Quelques années plus tard, ses animatrices et animateurs étaient encore si populaires qu'ils se produisaient en public dans des fast-foods locaux ou lors de fêtes populaires à Flörsheim, mais il fallait être à l’AFFÛT. Et le début des années 2000 était une époque si nerveuse et encore anti-numérique que les jeunes, qui étaient encore si naïfs en 1997, ont commencé à fréquenter ces lieux : soirées classiques accompagnées de Smirnoff Ice et de Bacardi Breezer, appareils orthodontiques, jeans Miss Sixty trop serrés, cheveux qu’on retire du visage pour ne pas vomir dessus, scooters modifiés et détresse refoulée lors d’une excursion avec l’école dans un camp de concentration. L’année 1997 est oubliée. Si jeunes et pourtant perdus déjà : les attentats de Columbine et d'Erfurt ont détruit tout ce que les jeunes avaient espéré de la culture jeunesse, et c’est à ce moment qu’ils s’en sont radicalement détournés. Rétrospectivement, aucune année n'a probablement été aussi belle pour nous tous que l'année 1997.

Cet été-là, je suis allé à la mer du Nord en Mercedes avec mon frère et ma mère, et plus nous remontions l'A5, plus le signal de Planète Radio s'affaiblissait.
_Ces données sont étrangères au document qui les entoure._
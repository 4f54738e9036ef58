//! Children fourteen to seventeen: school on weekdays, free time around it.

use hp_core::{DAY_LENGTH, DAYS_PER_WEEK, Role, TimeUnit};
use hp_schedule::Schedule;

use crate::{
    BehaviorResult, BuildContext, Deadline, Household, Itinerary, Outing, Plan, REST_THRESHOLD,
    ScheduleBuilder, Timetable, radius_for,
};

/// Latest time of day to be back home.
pub const OLDER_CHILD_CURFEW: TimeUnit = 132;
pub const OLDER_CHILD_MAX_AWAY: TimeUnit = 96;

/// Each school day: top up sleep, spend any slack before school, attend
/// school, then free time until curfew.  Weekends are free time only.
pub struct OlderSchoolChildBuilder;

impl ScheduleBuilder for OlderSchoolChildBuilder {
    fn build(&self, plan: Plan, household: &Household<'_>, ctx: &mut BuildContext<'_>) -> BehaviorResult<Schedule> {
        let timetable = plan.attended().map(|school| Timetable::of(ctx.index, school)).transpose()?;
        let radius = radius_for(&ctx.config.radius_limits, plan.kind(), plan.age);
        let weekday = ctx.config.activity.older_school_day;
        let weekend = ctx.config.activity.older_school_weekend;
        let home = household.home;

        let mut it = Itinerary::new(plan.schedule, home);
        for day in 0..DAYS_PER_WEEK {
            let day_start = day * DAY_LENGTH;
            let curfew = Deadline::new(day_start + curfew_on(day, timetable), home);
            let window = timetable.and_then(|t| t.window(day).map(|w| (t.school, w)));
            let outing = Outing {
                weights:  if window.is_some() { weekday } else { weekend },
                max_away: OLDER_CHILD_MAX_AWAY,
                radius,
            };

            if let Some((school, (start, end))) = window {
                let bell = Deadline::new(start, school);
                it.sleep_in(ctx, bell)?;
                it.free_time(ctx, bell, &outing)?;
                it.travel(ctx, school, Role::Student, Some(start.saturating_sub(it.now())))?;
                it.stay_until(end);
            }

            it.sleep_in(ctx, curfew)?;
            it.free_time(ctx, curfew, &outing)?;
            it.go_home(ctx)?;
            it.stay_until(day_start + DAY_LENGTH);
        }
        Ok(it.finish())
    }
}

/// Curfew for `day`.  On the last day it is pulled forward when staying out
/// until the regular curfew would leave too little sleep before Monday's
/// school start.
pub(crate) fn curfew_on(day: u32, timetable: Option<Timetable>) -> TimeUnit {
    if day + 1 < DAYS_PER_WEEK {
        return OLDER_CHILD_CURFEW;
    }
    let monday_start = timetable.map_or(0, |t| t.start);
    let sleep = DAY_LENGTH - OLDER_CHILD_CURFEW + monday_start;
    if sleep < REST_THRESHOLD {
        OLDER_CHILD_CURFEW - (REST_THRESHOLD - sleep)
    } else {
        OLDER_CHILD_CURFEW
    }
}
Juste avant qu'il ne disparaisse dans un bruit de glace encore plus fort qu'au printemps, une présentatrice a déclaré à haute voix, à 11 heures précises du matin : « Il ne se passe rien sur la planète ! Nous poursuivons avec de la musique ! »

Si je me souviens encore de ces détails de l'année 1997, et si je peux me rappeler que cette année était si paisible, c'est uniquement parce qu'à l'époque j'écoutais la radio et que j’absorbais en boucle les hits de l'année, surtout sur Planet Radio. Et c'est parce que je n'écoute plus de hits à la radio aujourd'hui que je serais étonné de me souvenir de l'année 2023 dans 26 ans. Car il n’y a que les miraculeux hits de la radio pour activer notre mémoire collective, à l’aide de sons.
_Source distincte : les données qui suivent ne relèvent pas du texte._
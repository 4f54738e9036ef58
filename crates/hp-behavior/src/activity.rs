//! Free-choice activities: staying home, going out, resting.
//!
//! Every helper here keeps the person able to reach a [`Deadline`] in time,
//! using the Chebyshev distance as the travel estimate.  Each one advances
//! the clock by at least one unit, so loops built from them terminate.

use hp_core::{ActivityWeights, BuildingId, Role, SimRng, TimeUnit};
use hp_spatial::{Admission, SearchRequest};

use crate::{BehaviorResult, BuildContext, Deadline, Itinerary, REST_THRESHOLD};

/// Result of the weighted free-choice draw.
#[derive(Copy, Clone, Debug, PartialEq, Eq)]
pub enum Activity {
    Home,
    Job,
    Out,
}

impl Activity {
    /// Draw in `[home, job, out]` order; an all-zero weight set yields `Home`.
    pub fn draw(weights: &ActivityWeights, rng: &mut SimRng) -> Activity {
        match rng.weighted(&weights.as_array()) {
            Some(1) => Activity::Job,
            Some(2) => Activity::Out,
            _ => Activity::Home,
        }
    }
}

/// What an attempted outing turned into.
#[derive(Copy, Clone, Debug, PartialEq, Eq)]
pub enum Outcome {
    Visited,
    /// Nowhere to go: spend up to `cap` units at home instead.
    HomeInstead { cap: Option<TimeUnit> },
}

/// Limits of a free-choice stretch.
#[derive(Copy, Clone, Debug)]
pub struct Outing {
    pub weights:  ActivityWeights,
    /// Away budget before a forced return home.
    pub max_away: TimeUnit,
    /// Search radius for places to visit.
    pub radius:   Option<u32>,
}

impl Itinerary {
    /// Units that can be spent at `at` and still make `deadline`.
    fn room_at(&self, ctx: &BuildContext<'_>, at: BuildingId, deadline: Deadline) -> BehaviorResult<TimeUnit> {
        let trip = ctx.distance(self.here(), at)? + ctx.distance(at, deadline.place)?;
        Ok(deadline.at.saturating_sub(self.now() + trip + 1))
    }

    /// `true` when leaving now is the last chance to make `deadline`.
    pub fn due(&self, ctx: &BuildContext<'_>, deadline: Deadline) -> BehaviorResult<bool> {
        let trip = ctx.distance(self.here(), deadline.place)?;
        Ok(self.week_over() || self.now() + trip + 1 >= deadline.at)
    }

    /// `true` when the away budget forces a return home.
    pub fn must_rest(&self, ctx: &BuildContext<'_>, max_away: TimeUnit) -> BehaviorResult<bool> {
        let back = ctx.distance(self.here(), self.home())?;
        Ok(self.away() + back + 1 >= max_away)
    }

    /// Go home and stay until rested, or as long as `deadline` allows.
    pub fn rest(&mut self, ctx: &mut BuildContext<'_>, deadline: Deadline) -> BehaviorResult<()> {
        let room = self.room_at(ctx, self.home(), deadline)?;
        self.go_home(ctx)?;
        let need = REST_THRESHOLD.saturating_sub(self.at_home()).max(1);
        self.stay(need.min(room.max(1)));
        Ok(())
    }

    /// At home, make up the rest still missing as far as `deadline` allows.
    pub fn sleep_in(&mut self, ctx: &BuildContext<'_>, deadline: Deadline) -> BehaviorResult<()> {
        if self.is_home() {
            let room = self.room_at(ctx, self.home(), deadline)?;
            self.stay(REST_THRESHOLD.saturating_sub(self.at_home()).min(room));
        }
        Ok(())
    }

    /// Go home for a random stretch of at most `cap` units.
    ///
    /// When a detour home would miss the deadline the person waits one unit
    /// where they are.
    pub fn spend_at_home(
        &mut self,
        ctx:      &mut BuildContext<'_>,
        deadline: Deadline,
        cap:      Option<TimeUnit>,
    ) -> BehaviorResult<()> {
        let room = self.room_at(ctx, self.home(), deadline)?;
        if room == 0 {
            self.stay(1);
            return Ok(());
        }
        self.go_home(ctx)?;
        let limit = cap.map_or(room, |c| c.min(room)).max(1);
        let units = 1 + ctx.rng.below(limit);
        self.stay(units);
        Ok(())
    }

    /// Go out for a random stretch bounded by the away budget and the
    /// deadline; stay home instead if nowhere admits a visitor.
    pub fn spend_out(&mut self, ctx: &mut BuildContext<'_>, deadline: Deadline, outing: &Outing) -> BehaviorResult<()> {
        if let Outcome::HomeInstead { cap } = self.go_out(ctx, deadline, outing)? {
            self.spend_at_home(ctx, deadline, cap)?;
        }
        Ok(())
    }

    /// The visiting half of [`spend_out`][Self::spend_out].  On
    /// `HomeInstead` nothing has moved yet; the caller decides how to get
    /// home.
    pub fn go_out(&mut self, ctx: &mut BuildContext<'_>, deadline: Deadline, outing: &Outing) -> BehaviorResult<Outcome> {
        let back = ctx.distance(self.here(), self.home())?;
        let budget = outing.max_away.saturating_sub(self.away() + back);
        let room = deadline.at.saturating_sub(self.now() + ctx.distance(self.here(), deadline.place)? + 1);
        let limit = budget.min(room);
        if limit == 0 {
            return Ok(Outcome::HomeInstead { cap: None });
        }

        let units = 1 + ctx.rng.below(limit);
        if self.visit(ctx, deadline, units, outing.radius)? {
            Ok(Outcome::Visited)
        } else {
            Ok(Outcome::HomeInstead { cap: Some(units) })
        }
    }

    /// Look for a place near home with visitor room over the next `units`
    /// units, go there, and reserve the stay.  Returns `false` without
    /// moving when no such place fits before `deadline`.
    pub fn visit(
        &mut self,
        ctx:      &mut BuildContext<'_>,
        deadline: Deadline,
        units:    TimeUnit,
        radius:   Option<u32>,
    ) -> BehaviorResult<bool> {
        let units = units.max(1);
        // Reaching the place must leave at least one unit there.
        let reach = radius.map_or(units - 1, |r| r.min(units - 1));
        let window = Admission::visitor(self.now(), self.now() + units);
        let request = SearchRequest::new(ctx.cell(self.home())?, window).radius(Some(reach));
        let Some(place) = ctx.index.find_available_building(&request) else {
            return Ok(false);
        };
        if place == self.home() {
            return Ok(false);
        }

        let there = ctx.distance(self.here(), place)?;
        let slack = deadline.at.saturating_sub(self.now() + there + ctx.distance(place, deadline.place)? + 1);
        let length = units.saturating_sub(there).min(slack);
        if length == 0 {
            return Ok(false);
        }

        self.travel(ctx, place, Role::Visitor, Some(units))?;
        ctx.index.reserve(place, &Admission::visitor(self.now(), self.now() + length))?;
        self.stay(length);
        Ok(true)
    }

    /// Free-choice loop until `deadline` is due.  A `Job` draw is a
    /// one-unit wait for roles without a job.
    pub fn free_time(&mut self, ctx: &mut BuildContext<'_>, deadline: Deadline, outing: &Outing) -> BehaviorResult<()> {
        while !self.due(ctx, deadline)? {
            if self.must_rest(ctx, outing.max_away)? {
                self.rest(ctx, deadline)?;
                continue;
            }
            match Activity::draw(&outing.weights, ctx.rng) {
                Activity::Home => self.spend_at_home(ctx, deadline, None)?,
                Activity::Out  => self.spend_out(ctx, deadline, outing)?,
                Activity::Job  => self.stay(1),
            }
        }
        Ok(())
    }

    /// Be at `school` as a visitor for the bell at `at`.
    pub fn escort(&mut self, ctx: &mut BuildContext<'_>, school: BuildingId, at: TimeUnit) -> BehaviorResult<()> {
        let limit = at.saturating_sub(self.now());
        self.travel(ctx, school, Role::Visitor, Some(limit))?;
        self.stay_until(at.max(self.now() + 1));
        Ok(())
    }
}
Donc, en 2024, je veux avoir un enfant avec une femme intelligente qui méditera avec moi et s’immergera dans l’art. Cet enfant recevra des signaux extraterrestres et écoutera des hits à la radio avec nous. Alors, en 2060, lorsque les Florian Illies de ce monde commenceront à compiler leurs documents sur 1997, nous pourrons tout ignorer et nous souvenir affectueusement de l'année 2034 qui, je l'espère, aura été une année où il ne s’est rien passé de mal.